**Assigned task**
Work out how many lines of the entries have the word "pear" in them. Respond with that number only.

**Input material**
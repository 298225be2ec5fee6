//! Cross-referencing words with the sentences and files they occur in.

use std::collections::{BTreeSet, HashMap};

use rayon::prelude::*;
use regex::RegexBuilder;
use serde::Serialize;

use crate::extract::Sentence;

/// One line of the report: a distinct word and where it occurs.
#[derive(Debug, Clone, PartialEq, Eq, Serialize)]
pub struct ReportRow {
    pub word: String,
    pub count: u32,
    /// Originating files as an HTML fragment.
    #[serde(skip)]
    pub files: String,
    /// Matching sentences as an HTML fragment with the word in `<b>`.
    #[serde(skip)]
    pub sentences: String,
    #[serde(rename = "files")]
    pub file_list: Vec<String>,
    #[serde(rename = "sentences")]
    pub sentence_list: Vec<String>,
}

/// Rows ordered by descending count, then by word.
#[derive(Debug, Clone, Default, PartialEq, Eq, Serialize)]
#[serde(transparent)]
pub struct Report {
    pub rows: Vec<ReportRow>,
}

impl Report {
    pub fn len(&self) -> usize {
        self.rows.len()
    }

    pub fn is_empty(&self) -> bool {
        self.rows.is_empty()
    }

    pub fn iter(&self) -> std::slice::Iter<'_, ReportRow> {
        self.rows.iter()
    }

    pub fn get(&self, word: &str) -> Option<&ReportRow> {
        self.rows.iter().find(|row| row.word == word)
    }

    /// Sum of all counts, i.e. the number of normalized words analyzed.
    pub fn total_words(&self) -> u64 {
        self.rows.iter().map(|row| u64::from(row.count)).sum()
    }
}

///Takes &[String] and counts the quantity of each word. Returns HashMap<String,u32>, with String being the word and u32 the quantity
/// # Example
/// ```
/// use word_report::count_words;
/// let words = vec!["one".to_string(), "two".to_string(), "two".to_string()];
/// let counted = count_words(&words);
/// assert_eq!(counted["one"], 1);
/// assert_eq!(counted["two"], 2);
/// ```
pub fn count_words(words: &[String]) -> HashMap<String, u32> {
    let mut frequency: HashMap<String, u32> = HashMap::new();
    for word in words {
        *frequency.entry(word.to_owned()).or_insert(0) += 1;
    }
    frequency
}

/// Builds the report for every word in `distinct`.
///
/// A sentence matches a word when its lowercased text contains the word as a
/// substring, so a stem like `run` also matches "running". `words` is only
/// used for counting; a distinct word absent from it gets a count of zero.
pub fn compile_report(
    distinct: &BTreeSet<String>,
    words: &[String],
    sentences: &[Sentence],
) -> Report {
    let frequency = count_words(words);
    let lowered: Vec<String> = sentences.iter().map(|s| s.text.to_lowercase()).collect();

    let mut rows: Vec<ReportRow> = distinct
        .par_iter()
        .map(|word| {
            let mut file_list: Vec<String> = Vec::new();
            let mut sentence_list: Vec<String> = Vec::new();
            for (sentence, lower) in sentences.iter().zip(&lowered) {
                if !lower.contains(word.as_str()) {
                    continue;
                }
                sentence_list.push(sentence.text.clone());
                if !file_list.contains(&sentence.file) {
                    file_list.push(sentence.file.clone());
                }
            }
            let files = escape_html(&file_list.join(", "));
            let sentences = highlight(&sentence_list.join("\n\n"), word);
            ReportRow {
                word: word.clone(),
                count: frequency.get(word).copied().unwrap_or(0),
                files,
                sentences,
                file_list,
                sentence_list,
            }
        })
        .collect();

    rows.sort_by(|a, b| b.count.cmp(&a.count).then_with(|| a.word.cmp(&b.word)));
    Report { rows }
}

/// Renders `text` as HTML with every case-insensitive occurrence of `word`
/// wrapped in `<b>`, keeping the original casing. Newlines become `<br>`.
pub fn highlight(text: &str, word: &str) -> String {
    let mut out = String::with_capacity(text.len() + 16);
    let mut last = 0;
    if !word.is_empty() {
        let re = RegexBuilder::new(&regex::escape(word))
            .case_insensitive(true)
            .build();
        if let Ok(re) = re {
            for m in re.find_iter(text) {
                out.push_str(&escape_html(&text[last..m.start()]));
                out.push_str("<b>");
                out.push_str(&escape_html(m.as_str()));
                out.push_str("</b>");
                last = m.end();
            }
        }
    }
    out.push_str(&escape_html(&text[last..]));
    out.replace('\n', "<br>")
}

/// Escapes the characters that are significant in HTML text and attributes.
pub fn escape_html(text: &str) -> String {
    let mut out = String::with_capacity(text.len());
    for c in text.chars() {
        match c {
            '&' => out.push_str("&amp;"),
            '<' => out.push_str("&lt;"),
            '>' => out.push_str("&gt;"),
            '"' => out.push_str("&quot;"),
            '\'' => out.push_str("&#39;"),
            _ => out.push(c),
        }
    }
    out
}

#[cfg(test)]
mod tests {
    use super::*;

    fn sentence(text: &str, file: &str) -> Sentence {
        Sentence {
            text: text.to_string(),
            file: file.to_string(),
        }
    }

    fn words(list: &[&str]) -> Vec<String> {
        list.iter().map(|w| w.to_string()).collect()
    }

    #[test]
    fn test_count() {
        let words = words(&["one", "two", "two", "three", "three", "three"]);
        let counted = count_words(&words);
        let mut words_map = HashMap::new();
        words_map.insert("one".to_string(), 1_u32);
        words_map.insert("two".to_string(), 2_u32);
        words_map.insert("three".to_string(), 3_u32);
        assert_eq!(counted, words_map);
    }

    #[test]
    fn highlight_is_case_insensitive_and_keeps_casing() {
        assert_eq!(
            highlight("Fox and fox and FOX", "fox"),
            "<b>Fox</b> and <b>fox</b> and <b>FOX</b>"
        );
    }

    #[test]
    fn highlight_escapes_markup_and_breaks_lines() {
        assert_eq!(
            highlight("a <cat> & cats\n\nnext", "cat"),
            "a &lt;<b>cat</b>&gt; &amp; <b>cat</b>s<br><br>next"
        );
    }

    #[test]
    fn highlight_does_not_touch_entities() {
        assert_eq!(highlight("salt & pepper", "amp"), "salt &amp; pepper");
    }

    #[test]
    fn report_rows_cross_reference_files_and_sentences() {
        let sentences = vec![
            sentence("The fox jumps.", "a.txt"),
            sentence("A lazy dog.", "a.txt"),
            sentence("Foxes are quick.", "b.txt"),
            sentence("The fox again.", "b.txt"),
        ];
        let all = words(&["fox", "jumps", "lazy", "dog", "foxes", "quick", "fox"]);
        let distinct: BTreeSet<String> = all.iter().cloned().collect();

        let report = compile_report(&distinct, &all, &sentences);
        assert_eq!(report.len(), 6);
        assert_eq!(report.total_words(), 7);

        let fox = &report.rows[0];
        assert_eq!(fox.word, "fox");
        assert_eq!(fox.count, 2);
        assert_eq!(fox.file_list, vec!["a.txt", "b.txt"]);
        assert_eq!(fox.files, "a.txt, b.txt");
        // substring match: "Foxes" contains "fox"
        assert_eq!(fox.sentence_list.len(), 3);
        assert_eq!(
            fox.sentences,
            "The <b>fox</b> jumps.<br><br><b>Fox</b>es are quick.<br><br>The <b>fox</b> again."
        );

        let dog = report.get("dog").unwrap();
        assert_eq!(dog.count, 1);
        assert_eq!(dog.file_list, vec!["a.txt"]);
    }

    #[test]
    fn rows_sorted_by_count_then_word() {
        let all = words(&["b", "a", "c", "c", "b", "c"]);
        let distinct: BTreeSet<String> = all.iter().cloned().collect();
        let report = compile_report(&distinct, &all, &[]);
        let order: Vec<(&str, u32)> = report
            .iter()
            .map(|r| (r.word.as_str(), r.count))
            .collect();
        assert_eq!(order, vec![("c", 3), ("b", 2), ("a", 1)]);

        let tied = words(&["pear", "apple", "fig"]);
        let distinct: BTreeSet<String> = tied.iter().cloned().collect();
        let report = compile_report(&distinct, &tied, &[]);
        let order: Vec<&str> = report.iter().map(|r| r.word.as_str()).collect();
        assert_eq!(order, vec!["apple", "fig", "pear"]);
    }

    #[test]
    fn word_without_sentences_has_empty_fragments() {
        let distinct: BTreeSet<String> = ["ghost".to_string()].into_iter().collect();
        let report = compile_report(&distinct, &words(&["ghost"]), &[sentence("Nothing.", "a")]);
        let row = &report.rows[0];
        assert_eq!(row.count, 1);
        assert!(row.files.is_empty());
        assert!(row.sentences.is_empty());
    }

    #[test]
    fn json_uses_plain_lists() {
        let sentences = vec![sentence("Hello <world>.", "x.txt")];
        let all = words(&["world"]);
        let distinct: BTreeSet<String> = all.iter().cloned().collect();
        let report = compile_report(&distinct, &all, &sentences);
        let json = serde_json::to_value(&report).unwrap();
        assert_eq!(json[0]["word"], "world");
        assert_eq!(json[0]["count"], 1);
        assert_eq!(json[0]["files"][0], "x.txt");
        assert_eq!(json[0]["sentences"][0], "Hello <world>.");
    }
}
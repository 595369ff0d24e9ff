use crate::areas::config::{CONFIG_FILE, Config};
use crate::areas::database::Database;
use crate::areas::index::Index;
use crate::areas::refs::Refs;
use crate::areas::workspace::Workspace;
use crate::errors::{Error, Result};
use std::cell::{RefCell, RefMut};
use std::path::{Path, PathBuf};
use std::sync::Arc;
use tokio::sync::Mutex;

/// Name of the repository directory inside the work tree
pub const REPOSITORY_DIR: &str = ".twig";

pub struct Repository {
    path: Box<Path>,
    writer: RefCell<Box<dyn std::io::Write>>,
    index: Arc<Mutex<Index>>,
    database: Database,
    workspace: Workspace,
    refs: Refs,
    config: Config,
}

impl Repository {
    /// Build a repository handle rooted at `path` without requiring `.twig`
    ///
    /// The work tree directory is created when missing. Used by `init`; other
    /// callers go through [`Repository::open`].
    pub fn new(path: impl AsRef<Path>, writer: Box<dyn std::io::Write>) -> Result<Self> {
        let path = path.as_ref();

        if !path.exists() {
            std::fs::create_dir_all(path)?;
        }
        let path = path.canonicalize()?;
        let twig_path = path.join(REPOSITORY_DIR);

        let index = Index::new(twig_path.join("index").into_boxed_path());
        let database = Database::new(twig_path.join("objects").into_boxed_path());
        let workspace = Workspace::new(path.clone().into_boxed_path());
        let refs = Refs::new(twig_path.clone().into_boxed_path());
        let config = Config::load(&twig_path.join(CONFIG_FILE))?;

        Ok(Repository {
            path: path.into_boxed_path(),
            writer: RefCell::new(writer),
            index: Arc::new(Mutex::new(index)),
            database,
            workspace,
            refs,
            config,
        })
    }

    /// Open an existing repository, failing with `NotARepository` when
    /// `path` has no `.twig` directory
    pub fn open(path: impl AsRef<Path>, writer: Box<dyn std::io::Write>) -> Result<Self> {
        let path = path.as_ref();

        if !path.join(REPOSITORY_DIR).is_dir() {
            return Err(Error::NotARepository(path.to_path_buf()));
        }

        Self::new(path, writer)
    }

    pub fn path(&self) -> &Path {
        &self.path
    }

    pub fn twig_path(&self) -> PathBuf {
        self.path.join(REPOSITORY_DIR)
    }

    pub fn config_path(&self) -> PathBuf {
        self.twig_path().join(CONFIG_FILE)
    }

    pub fn writer(&'_ self) -> RefMut<'_, Box<dyn std::io::Write>> {
        self.writer.borrow_mut()
    }

    pub fn index(&self) -> Arc<Mutex<Index>> {
        self.index.clone()
    }

    pub fn database(&self) -> &Database {
        &self.database
    }

    pub fn workspace(&self) -> &Workspace {
        &self.workspace
    }

    pub fn refs(&self) -> &Refs {
        &self.refs
    }

    pub fn config(&self) -> &Config {
        &self.config
    }

    pub(crate) fn set_config(&mut self, config: Config) {
        self.config = config;
    }
}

**The completed task**
2